WPI professor Sam Walcott developed a molecular model that explains and accurately predicts muscle force, offering new opportunities for medical innovation. 

In honor of our upcoming Arts & Sciences Week, WPI is showcasing research that demonstrates how mathematics is advancing medical science.  

A new mathematical model developed at Worcester Polytechnic Institute (WPI) could enhance our understanding and treatment of heart disease. Created by Sam Walcott, director of bioinformatics and computational biology, the model simulates how microscopic structures within muscle cells generate force, using principles from both physics and biology to describe the interaction of individual molecules. It also reveals how subtle changes at the molecular level can lead to serious cardiac conditions. The research could inform the next generation of energy-efficient prosthetics. 

Walcott collaborated with Edward (Ned) Debold, professor of kinesiology at UMass Amherst, and Walter Herzog, professor of kinesiology at the University of Calgary. Using rabbit muscle tissue, Debold conducted molecular-scale experiments to study how individual muscle proteins respond under different conditions, while Herzog examined how whole muscle cells generate force. Their combined experiments provided data that Walcott then used for his model. 

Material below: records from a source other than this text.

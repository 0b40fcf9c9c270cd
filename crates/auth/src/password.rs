//! Passwort-Hashing mit Argon2id
//!
//! Langsamer, gesalzener Einweg-Hash. Die Parameter landen im PHC-String,
//! die Verifikation liest sie von dort und ist daher unabhaengig von der
//! aktuellen Konfiguration.

use argon2::{
    password_hash::{rand_core::OsRng, PasswordHash, PasswordHasher, PasswordVerifier, SaltString},
    Algorithm, Argon2, Params, Version,
};
use serde::{Deserialize, Serialize};

use crate::error::{AuthError, AuthResult};

/// Kostenparameter fuer Argon2id
///
/// Standardwerte entsprechen der OWASP-Mindestempfehlung
/// (19 MiB, 2 Iterationen, 1 Thread), etwa 100ms auf ueblicher Hardware.
#[derive(Debug, Clone, Copy, PartialEq, Eq, Serialize, Deserialize)]
#[serde(default)]
pub struct HashParameter {
    pub speicher_kib: u32,
    pub iterationen: u32,
    pub parallelitaet: u32,
}

impl Default for HashParameter {
    fn default() -> Self {
        Self {
            speicher_kib: 19 * 1024,
            iterationen: 2,
            parallelitaet: 1,
        }
    }
}

impl HashParameter {
    fn argon2(&self) -> AuthResult<Argon2<'static>> {
        let params = Params::new(self.speicher_kib, self.iterationen, self.parallelitaet, None)
            .map_err(|e| AuthError::PasswortHashing(format!("Ungueltige Argon2-Parameter: {e}")))?;
        Ok(Argon2::new(Algorithm::Argon2id, Version::V0x13, params))
    }
}

/// Hasht ein Passwort mit Argon2id und einem zufaelligen Salt
///
/// Gibt den PHC-String zurueck (inkl. Algorithmus, Parameter und Salt).
/// Blockiert fuer die Dauer des Hashings, im async-Kontext ueber
/// `spawn_blocking` aufrufen.
pub fn passwort_hashen(passwort: &str, parameter: &HashParameter) -> AuthResult<String> {
    let salt = SaltString::generate(&mut OsRng);

    parameter
        .argon2()?
        .hash_password(passwort.as_bytes(), &salt)
        .map(|hash| hash.to_string())
        .map_err(|e| AuthError::PasswortHashing(e.to_string()))
}

/// Verifiziert ein Passwort gegen einen gespeicherten PHC-Hash
///
/// Gibt `true` zurueck wenn das Passwort korrekt ist. Der Vergleich
/// der Hash-Ausgabe erfolgt in konstanter Zeit.
pub fn passwort_verifizieren(passwort: &str, hash: &str) -> AuthResult<bool> {
    let parsed_hash = PasswordHash::new(hash)
        .map_err(|e| AuthError::PasswortHashing(format!("Ungueltiges Hash-Format: {e}")))?;

    match Argon2::default().verify_password(passwort.as_bytes(), &parsed_hash) {
        Ok(()) => Ok(true),
        Err(argon2::password_hash::Error::Password) => Ok(false),
        Err(e) => Err(AuthError::PasswortHashing(e.to_string())),
    }
}

#[cfg(test)]
mod tests {
    use super::*;

    fn guenstig() -> HashParameter {
        HashParameter {
            speicher_kib: 1024,
            iterationen: 1,
            parallelitaet: 1,
        }
    }

    #[test]
    fn passwort_hashen_und_verifizieren() {
        let passwort = "Sicheres_Passwort_123!";
        let hash = passwort_hashen(passwort, &guenstig()).expect("Hashing fehlgeschlagen");

        assert!(
            hash.starts_with("$argon2id$"),
            "Hash muss mit $argon2id$ beginnen"
        );
        assert!(hash.contains("m=1024,t=1,p=1"));

        let korrekt = passwort_verifizieren(passwort, &hash).expect("Verifikation fehlgeschlagen");
        assert!(korrekt, "Passwort muss korrekt verifiziert werden");
    }

    #[test]
    fn falsches_passwort_wird_abgelehnt() {
        let hash = passwort_hashen("Richtig123", &guenstig()).expect("Hashing fehlgeschlagen");

        let korrekt =
            passwort_verifizieren("Falsch123", &hash).expect("Verifikation fehlgeschlagen");
        assert!(!korrekt, "Falsches Passwort muss abgelehnt werden");
    }

    #[test]
    fn gleiche_passwoerter_unterschiedliche_hashes() {
        let hash1 = passwort_hashen("Gleich123", &guenstig()).expect("Hashing 1 fehlgeschlagen");
        let hash2 = passwort_hashen("Gleich123", &guenstig()).expect("Hashing 2 fehlgeschlagen");

        assert_ne!(hash1, hash2, "Salt muss pro Hash neu erzeugt werden");
    }

    #[test]
    fn ungueltiges_hash_format_gibt_fehler() {
        let ergebnis = passwort_verifizieren("passwort", "kein_gueltiger_hash");
        assert!(matches!(ergebnis, Err(AuthError::PasswortHashing(_))));
    }

    #[test]
    fn ungueltige_parameter_gibt_fehler() {
        let parameter = HashParameter {
            speicher_kib: 1,
            iterationen: 0,
            parallelitaet: 1,
        };
        let ergebnis = passwort_hashen("Passw0rd", &parameter);
        assert!(matches!(ergebnis, Err(AuthError::PasswortHashing(_))));
    }

    #[test]
    fn standardparameter() {
        let p = HashParameter::default();
        assert_eq!(p.speicher_kib, 19456);
        assert_eq!(p.iterationen, 2);
        assert_eq!(p.parallelitaet, 1);
    }
}
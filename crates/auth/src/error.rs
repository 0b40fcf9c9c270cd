//! Fehlertypen fuer den Auth-Service

use thiserror::Error;
use torwache_db::DbError;

/// Alle moeglichen Fehler im Auth-Service
#[derive(Debug, Error)]
pub enum AuthError {
    // --- Validierung ---
    #[error("Ungueltiges E-Mail-Format")]
    UngueltigeEmail,

    #[error("{0}")]
    SchwachesPasswort(String),

    // --- Registrierung ---
    #[error("Benutzer existiert bereits")]
    BereitsRegistriert,

    // --- Authentifizierung ---
    #[error("Ungueltige Anmeldedaten")]
    UngueltigeAnmeldedaten,

    #[error("Zu viele Login-Versuche, bitte spaeter erneut versuchen")]
    ZuVieleVersuche,

    // --- Token ---
    #[error("Ungueltiger Token")]
    TokenUngueltig,

    #[error("Token wurde widerrufen")]
    TokenWiderrufen,

    // --- Speicher ---
    #[error("Speicherfehler: {0}")]
    Speicher(#[from] DbError),

    // --- Passwort ---
    #[error("Passwort-Hashing fehlgeschlagen: {0}")]
    PasswortHashing(String),

    // --- Intern ---
    #[error("Interner Fehler: {0}")]
    Intern(String),
}

/// Grobe Fehlerklasse, nach der die Aufrufer-Schicht ihre Antwort waehlt
#[derive(Debug, Clone, Copy, PartialEq, Eq)]
pub enum FehlerKategorie {
    /// Fehler des Clients, Meldung wird unveraendert weitergegeben
    Validierung,
    /// Doppelte Registrierung
    Konflikt,
    /// Anmeldedaten oder Token ungueltig, absichtlich ohne Details
    Authentifizierung,
    /// Zu viele Versuche
    RateLimit,
    /// Backend-Speicher nicht verfuegbar oder fehlerhaft
    Speicher,
    Intern,
}

impl AuthError {
    pub fn intern(msg: impl Into<String>) -> Self {
        Self::Intern(msg.into())
    }

    pub fn kategorie(&self) -> FehlerKategorie {
        match self {
            Self::UngueltigeEmail | Self::SchwachesPasswort(_) => FehlerKategorie::Validierung,
            Self::BereitsRegistriert => FehlerKategorie::Konflikt,
            Self::UngueltigeAnmeldedaten | Self::TokenUngueltig | Self::TokenWiderrufen => {
                FehlerKategorie::Authentifizierung
            }
            Self::ZuVieleVersuche => FehlerKategorie::RateLimit,
            Self::Speicher(_) => FehlerKategorie::Speicher,
            Self::PasswortHashing(_) | Self::Intern(_) => FehlerKategorie::Intern,
        }
    }
}

/// Result-Alias fuer den Auth-Service
pub type AuthResult<T> = Result<T, AuthError>;

#[cfg(test)]
mod tests {
    use super::*;
    use std::time::Duration;

    #[test]
    fn kategorien() {
        assert_eq!(AuthError::UngueltigeEmail.kategorie(), FehlerKategorie::Validierung);
        assert_eq!(
            AuthError::SchwachesPasswort("zu kurz".into()).kategorie(),
            FehlerKategorie::Validierung
        );
        assert_eq!(AuthError::BereitsRegistriert.kategorie(), FehlerKategorie::Konflikt);
        assert_eq!(
            AuthError::TokenWiderrufen.kategorie(),
            FehlerKategorie::Authentifizierung
        );
        assert_eq!(AuthError::ZuVieleVersuche.kategorie(), FehlerKategorie::RateLimit);
        assert_eq!(
            AuthError::from(DbError::Zeitlimit(Duration::from_secs(5))).kategorie(),
            FehlerKategorie::Speicher
        );
    }

    #[test]
    fn schwaches_passwort_meldung_unveraendert() {
        let err = AuthError::SchwachesPasswort("Passwort zu kurz".into());
        assert_eq!(err.to_string(), "Passwort zu kurz");
    }
}
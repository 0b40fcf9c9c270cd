//! torwache-db – Datenbank-Abstraktion
//!
//! Dieses Crate stellt das Repository-Pattern bereit: das Benutzerverzeichnis
//! ([`UserRepository`]) und den persistenten Auth-Zustand ([`AuthRepository`])
//! mit Token-Sperrliste und Login-Versuchen. [`SqliteDb`] implementiert beide.

pub mod error;
pub mod models;
pub mod repository;
pub mod sqlite;

pub use error::DbError;
pub use repository::{AuthRepository, DatabaseConfig, DbResult, UserRepository};
pub use sqlite::SqliteDb;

“We have developed a mathematical model that describes how muscle cells generate force by accounting for how the molecules in the cell interact,” Walcott explains. “This connection between the cellular and molecular scale is important because, for example, genetic heart disease often causes subtle changes in one or two types of molecules in the heart muscle, yet drastic changes in heart function.” 

Walcott’s research has big potential for the future of medical science. For example, a relatively new discovery in the world of muscle contraction research is thick filament activation, which is a kind of “on/off-switch” for muscle molecules. Walcott’s mathematical models account for this process and suggest how it might affect muscle function. 

When you tense your muscle and stretch it (as if you're beginning to lose an arm-wrestling contest), your muscle can produce more force than without the stretch, a phenomenon called force enhancement. Similarly, if you tense your muscle and shorten it (as if you're beginning to win an arm-wrestling contest), your muscle can generate less force, a phenomenon called force depression. These phenomena, discovered in 1952, lack a molecular explanation. Remarkably, though one might expect force depression and  

enhancement to arise from the same process, there are differences between them—for example, force enhancement is not associated with an increased number of force-generating muscle molecules, while force depression is associated with a decrease in those molecules. 

A leading idea for how force enhancement arises is that a molecular "spring" gets engaged as you activate your muscle. When the muscle is then stretched, the spring is also stretched, thereby generating some extra force in addition to the force-generating molecules in the muscle. Walcott and his collaborators proposed that, when the muscle is shortened, the spring contracts. This then decreases the force in the muscle. Thick filament activation proposes that the force-generating molecules switch "off" when force drops, so this drop in force decreases the number of force-generating molecules. This explains both the drop in force observed in force depression and also why the number of force-generating molecules decreases. 

The model, which was originally designed to describe the Herzog lab’s cellular experiments, was also able to successfully predict the results of the Debold lab’s molecular-scale experiments. This suggests that we can, in fact, connect the behavior of molecules with the function of muscle cells. 

These discoveries mark an exciting step in the world of medicine and biomechanical design, like heart disease research and prosthetics. “Designing prosthetics requires thinking about how muscles use energy, since one wants the prosthetic to be both functional and efficient,” Walcott explains. “If we understand how muscle molecules interact, we can understand how they use energy and how the muscle overall uses energy.” 

Walcott’s research was supported by a $1.4 million grant from the National Institute of General Medical Sciences (NIGMS), an institute of the NIH. This project also highlights the interdisciplinary focus of WPI’s Bioinformatics and Computational Biology program, where students and faculty use math and data to explore the frontiers of biological research.